>>>>>

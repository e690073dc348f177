/******************************************************************************
   Author: Joaquín Béjar García
   Email: jb@taunais.com
   Date: 19/10/26
******************************************************************************/

//! Client facade for the storefront services
//!
//! [`Client`] implements the catalog, cart, identity and order interfaces on
//! top of one shared [`HttpClient`]. Each operation is a row of the route
//! table in [`crate::application::routes`].
//!
//! # Example
//! ```ignore
//! use std::sync::Arc;
//! use storefront_client::prelude::*;
//!
//! let session = Arc::new(SessionStore::new());
//! let client = Client::builder(Config::new())
//!     .token_provider(session.clone())
//!     .notifier(Arc::new(TracingNotifier))
//!     .build()?;
//!
//! let user = client.login(&serde_json::json!({"email": "a@b.c", "password": "pw"})).await?;
//! ```

use crate::application::interfaces::cart::CartService;
use crate::application::interfaces::catalog::CatalogService;
use crate::application::interfaces::effects::{
    Navigator, Notifier, TracingNavigator, TracingNotifier,
};
use crate::application::interfaces::identity::IdentityService;
use crate::application::interfaces::order::OrderService;
use crate::application::routes::Operation;
use crate::config::Config;
use crate::error::AppError;
use crate::model::http::HttpClient;
use crate::model::pagination::ApiResponse;
use crate::model::requests::AddItemRequest;
use crate::session::interface::{NoSession, TokenProvider};
use async_trait::async_trait;
use serde_json::Value;
use std::sync::Arc;
use tracing::{debug, info};

/// Facade over the four storefront services
#[derive(Clone)]
pub struct Client {
    http_client: Arc<HttpClient>,
}

impl Client {
    /// Starts building a client for `config`
    #[must_use]
    pub fn builder(config: Config) -> ClientBuilder {
        ClientBuilder::new(config)
    }

    /// Creates an anonymous client with logging-only hooks
    ///
    /// # Errors
    /// Returns an error if the configuration is invalid.
    pub fn new(config: Config) -> Result<Self, AppError> {
        Self::builder(config).build()
    }

    /// Wraps an existing transport
    #[must_use]
    pub fn from_http_client(http_client: Arc<HttpClient>) -> Self {
        Self { http_client }
    }

    /// Underlying transport, for calls outside the route table
    #[must_use]
    pub fn http(&self) -> &HttpClient {
        &self.http_client
    }

    async fn send(
        &self,
        operation: Operation,
        id: Option<&str>,
        params: Option<&[(String, String)]>,
        body: Option<&Value>,
    ) -> Result<ApiResponse, AppError> {
        self.http_client.dispatch(operation, id, params, body).await
    }
}

/// Builder wiring the injected collaborators into a [`Client`]
///
/// Defaults: no session token, notifications and navigation only logged.
pub struct ClientBuilder {
    config: Config,
    tokens: Arc<dyn TokenProvider>,
    notifier: Arc<dyn Notifier>,
    navigator: Arc<dyn Navigator>,
}

impl ClientBuilder {
    /// Creates a builder with the default collaborators
    #[must_use]
    pub fn new(config: Config) -> Self {
        Self {
            config,
            tokens: Arc::new(NoSession),
            notifier: Arc::new(TracingNotifier),
            navigator: Arc::new(TracingNavigator),
        }
    }

    /// Source of the bearer token
    #[must_use]
    pub fn token_provider(mut self, tokens: Arc<dyn TokenProvider>) -> Self {
        self.tokens = tokens;
        self
    }

    /// Sink for 400/401 notifications
    #[must_use]
    pub fn notifier(mut self, notifier: Arc<dyn Notifier>) -> Self {
        self.notifier = notifier;
        self
    }

    /// Target of the 500 redirect
    #[must_use]
    pub fn navigator(mut self, navigator: Arc<dyn Navigator>) -> Self {
        self.navigator = navigator;
        self
    }

    /// Builds the client
    ///
    /// # Errors
    /// * `AppError::Config` if a base URL is invalid
    /// * `AppError::Http` if the HTTP client cannot be built
    pub fn build(self) -> Result<Client, AppError> {
        let http_client =
            HttpClient::new(self.config, self.tokens, self.notifier, self.navigator)?;
        Ok(Client::from_http_client(Arc::new(http_client)))
    }
}

#[async_trait]
impl CatalogService for Client {
    async fn list(&self, params: &[(String, String)]) -> Result<ApiResponse, AppError> {
        info!("Listing products");
        let result = self
            .send(Operation::CatalogList, None, Some(params), None)
            .await?;
        if let Some(meta) = result.pagination() {
            debug!(
                "Product page {:?} of {:?} obtained (more: {})",
                meta.current_page(),
                meta.total_pages(),
                meta.has_next()
            );
        }
        Ok(result)
    }

    async fn details(&self, id: &str) -> Result<ApiResponse, AppError> {
        info!("Getting product details: {}", id);
        self.send(Operation::CatalogDetails, Some(id), None, None)
            .await
    }

    async fn fetch_filters(&self) -> Result<ApiResponse, AppError> {
        debug!("Fetching catalog filters");
        self.send(Operation::CatalogFilters, None, None, None).await
    }
}

#[async_trait]
impl CartService for Client {
    async fn get_cart(&self) -> Result<ApiResponse, AppError> {
        debug!("Getting cart items");
        self.send(Operation::CartGet, None, None, None).await
    }

    async fn add_item(&self, product_id: &str) -> Result<ApiResponse, AppError> {
        info!("Adding product {} to cart", product_id);
        let body = serde_json::to_value(AddItemRequest::new(product_id))?;
        self.send(Operation::CartAddItem, None, None, Some(&body))
            .await
    }

    async fn remove_item(&self, cart_id: &str) -> Result<ApiResponse, AppError> {
        info!("Removing cart line {}", cart_id);
        self.send(Operation::CartRemoveItem, Some(cart_id), None, None)
            .await
    }

    async fn reduce_quantity(&self, cart_id: &str) -> Result<ApiResponse, AppError> {
        info!("Reducing quantity of cart line {}", cart_id);
        self.send(Operation::CartReduceQuantity, Some(cart_id), None, None)
            .await
    }

    async fn clear_cart(&self) -> Result<ApiResponse, AppError> {
        info!("Clearing cart");
        self.send(Operation::CartClear, None, None, None).await
    }
}

#[async_trait]
impl IdentityService for Client {
    async fn login(&self, values: &Value) -> Result<ApiResponse, AppError> {
        info!("Logging in");
        self.send(Operation::IdentityLogin, None, None, Some(values))
            .await
    }

    async fn register(&self, values: &Value) -> Result<ApiResponse, AppError> {
        info!("Registering user");
        self.send(Operation::IdentityRegister, None, None, Some(values))
            .await
    }

    async fn current_user(&self) -> Result<ApiResponse, AppError> {
        debug!("Getting current user");
        self.send(Operation::IdentityCurrentUser, None, None, None)
            .await
    }
}

#[async_trait]
impl OrderService for Client {
    async fn list_orders(&self) -> Result<ApiResponse, AppError> {
        debug!("Listing orders");
        self.send(Operation::OrdersList, None, None, None).await
    }

    async fn create_order(&self, values: &Value) -> Result<ApiResponse, AppError> {
        info!("Creating order");
        self.send(Operation::OrdersCreate, None, None, Some(values))
            .await
    }
}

<<<<<

### Task objective
In the answer, each entry from the listing must be transcribed exactly.

### Written answer
repository e690073dc348f177
/******************************************************************************
   Author: Joaquín Béjar García
   Email: jb@taunais.com
   Date: 19/10/26
******************************************************************************/

//! Client facade for the storefront services
//!
//! [`Client`] implements the catalog, cart, identity and order interfaces on
//! top of one shared [`HttpClient`]. Each operation is a row of the route
//! table in [`crate::application::routes`].
//!
//! # Example
//! ```ignore
//! use std::sync::Arc;
//! use storefront_client::prelude::*;
//!
//! let session = Arc::new(SessionStore::new());
//! let client = Client::builder(Config::new())
//!     .token_provider(session.clone())
//!     .notifier(Arc::new(TracingNotifier))
//!     .build()?;
//!
//! let user = client.login(&serde_json::json!({"email": "a@b.c", "password": "pw"})).await?;
//! ```

use crate::application::interfaces::cart::CartService;
use crate::application::interfaces::catalog::CatalogService;
use crate::application::interfaces::effects::{
    Navigator, Notifier, TracingNavigator, TracingNotifier,
};
use crate::application::interfaces::identity::IdentityService;
use crate::application::interfaces::order::OrderService;
use crate::application::routes::Operation;
use crate::config::Config;
use crate::error::AppError;
use crate::model::http::HttpClient;
use crate::model::pagination::ApiResponse;
use crate::model::requests::AddItemRequest;
use crate::session::interface::{NoSession, TokenProvider};
use async_trait::async_trait;
use serde_json::Value;
use std::sync::Arc;
use tracing::{debug, info};

/// Facade over the four storefront services
#[derive(Clone)]
pub struct Client {
    http_client: Arc<HttpClient>,
}

impl Client {
    /// Starts building a client for `config`
    #[must_use]
    pub fn builder(config: Config) -> ClientBuilder {
        ClientBuilder::new(config)
    }

    /// Creates an anonymous client with logging-only hooks
    ///
    /// # Errors
    /// Returns an error if the configuration is invalid.
    pub fn new(config: Config) -> Result<Self, AppError> {
        Self::builder(config).build()
    }

    /// Wraps an existing transport
    #[must_use]
    pub fn from_http_client(http_client: Arc<HttpClient>) -> Self {
        Self { http_client }
    }

    /// Underlying transport, for calls outside the route table
    #[must_use]
    pub fn http(&self) -> &HttpClient {
        &self.http_client
    }

    async fn send(
        &self,
        operation: Operation,
        id: Option<&str>,
        params: Option<&[(String, String)]>,
        body: Option<&Value>,
    ) -> Result<ApiResponse, AppError> {
        self.http_client.dispatch(operation, id, params, body).await
    }
}

/// Builder wiring the injected collaborators into a [`Client`]
///
/// Defaults: no session token, notifications and navigation only logged.
pub struct ClientBuilder {
    config: Config,
    tokens: Arc<dyn TokenProvider>,
    notifier: Arc<dyn Notifier>,
    navigator: Arc<dyn Navigator>,
}

impl ClientBuilder {
    /// Creates a builder with the default collaborators
    #[must_use]
    pub fn new(config: Config) -> Self {
        Self {
            config,
            tokens: Arc::new(NoSession),
            notifier: Arc::new(TracingNotifier),
            navigator: Arc::new(TracingNavigator),
        }
    }

    /// Source of the bearer token
    #[must_use]
    pub fn token_provider(mut self, tokens: Arc<dyn TokenProvider>) -> Self {
        self.tokens = tokens;
        self
    }

    /// Sink for 400/401 notifications
    #[must_use]
    pub fn notifier(mut self, notifier: Arc<dyn Notifier>) -> Self {
        self.notifier = notifier;
        self
    }

    /// Target of the 500 redirect
    #[must_use]
    pub fn navigator(mut self, navigator: Arc<dyn Navigator>) -> Self {
        self.navigator = navigator;
        self
    }

    /// Builds the client
    ///
    /// # Errors
    /// * `AppError::Config` if a base URL is invalid
    /// * `AppError::Http` if the HTTP client cannot be built
    pub fn build(self) -> Result<Client, AppError> {
        let http_client =
            HttpClient::new(self.config, self.tokens, self.notifier, self.navigator)?;
        Ok(Client::from_http_client(Arc::new(http_client)))
    }
}

#[async_trait]
impl CatalogService for Client {
    async fn list(&self, params: &[(String, String)]) -> Result<ApiResponse, AppError> {
        info!("Listing products");
        let result = self
            .send(Operation::CatalogList, None, Some(params), None)
            .await?;
        if let Some(meta) = result.pagination() {
            debug!(
                "Product page {:?} of {:?} obtained (more: {})",
                meta.current_page(),
                meta.total_pages(),
                meta.has_next()
            );
        }
        Ok(result)
    }

    async fn details(&self, id: &str) -> Result<ApiResponse, AppError> {
        info!("Getting product details: {}", id);
        self.send(Operation::CatalogDetails, Some(id), None, None)
            .await
    }

    async fn fetch_filters(&self) -> Result<ApiResponse, AppError> {
        debug!("Fetching catalog filters");
        self.send(Operation::CatalogFilters, None, None, None).await
    }
}

#[async_trait]
impl CartService for Client {
    async fn get_cart(&self) -> Result<ApiResponse, AppError> {
        debug!("Getting cart items");
        self.send(Operation::CartGet, None, None, None).await
    }

    async fn add_item(&self, product_id: &str) -> Result<ApiResponse, AppError> {
        info!("Adding product {} to cart", product_id);
        let body = serde_json::to_value(AddItemRequest::new(product_id))?;
        self.send(Operation::CartAddItem, None, None, Some(&body))
            .await
    }

    async fn remove_item(&self, cart_id: &str) -> Result<ApiResponse, AppError> {
        info!("Removing cart line {}", cart_id);
        self.send(Operation::CartRemoveItem, Some(cart_id), None, None)
            .await
    }

    async fn reduce_quantity(&self, cart_id: &str) -> Result<ApiResponse, AppError> {
        info!("Reducing quantity of cart line {}", cart_id);
        self.send(Operation::CartReduceQuantity, Some(cart_id), None, None)
            .await
    }

    async fn clear_cart(&self) -> Result<ApiResponse, AppError> {
        info!("Clearing cart");
        self.send(Operation::CartClear, None, None, None).await
    }
}

#[async_trait]
impl IdentityService for Client {
    async fn login(&self, values: &Value) -> Result<ApiResponse, AppError> {
        info!("Logging in");
        self.send(Operation::IdentityLogin, None, None, Some(values))
            .await
    }

    async fn register(&self, values: &Value) -> Result<ApiResponse, AppError> {
        info!("Registering user");
        self.send(Operation::IdentityRegister, None, None, Some(values))
            .await
    }

    async fn current_user(&self) -> Result<ApiResponse, AppError> {
        debug!("Getting current user");
        self.send(Operation::IdentityCurrentUser, None, None, None)
            .await
    }
}

#[async_trait]
impl OrderService for Client {
    async fn list_orders(&self) -> Result<ApiResponse, AppError> {
        debug!("Listing orders");
        self.send(Operation::OrdersList, None, None, None).await
    }

    async fn create_order(&self, values: &Value) -> Result<ApiResponse, AppError> {
        info!("Creating order");
        self.send(Operation::OrdersCreate, None, None, Some(values))
            .await
    }
}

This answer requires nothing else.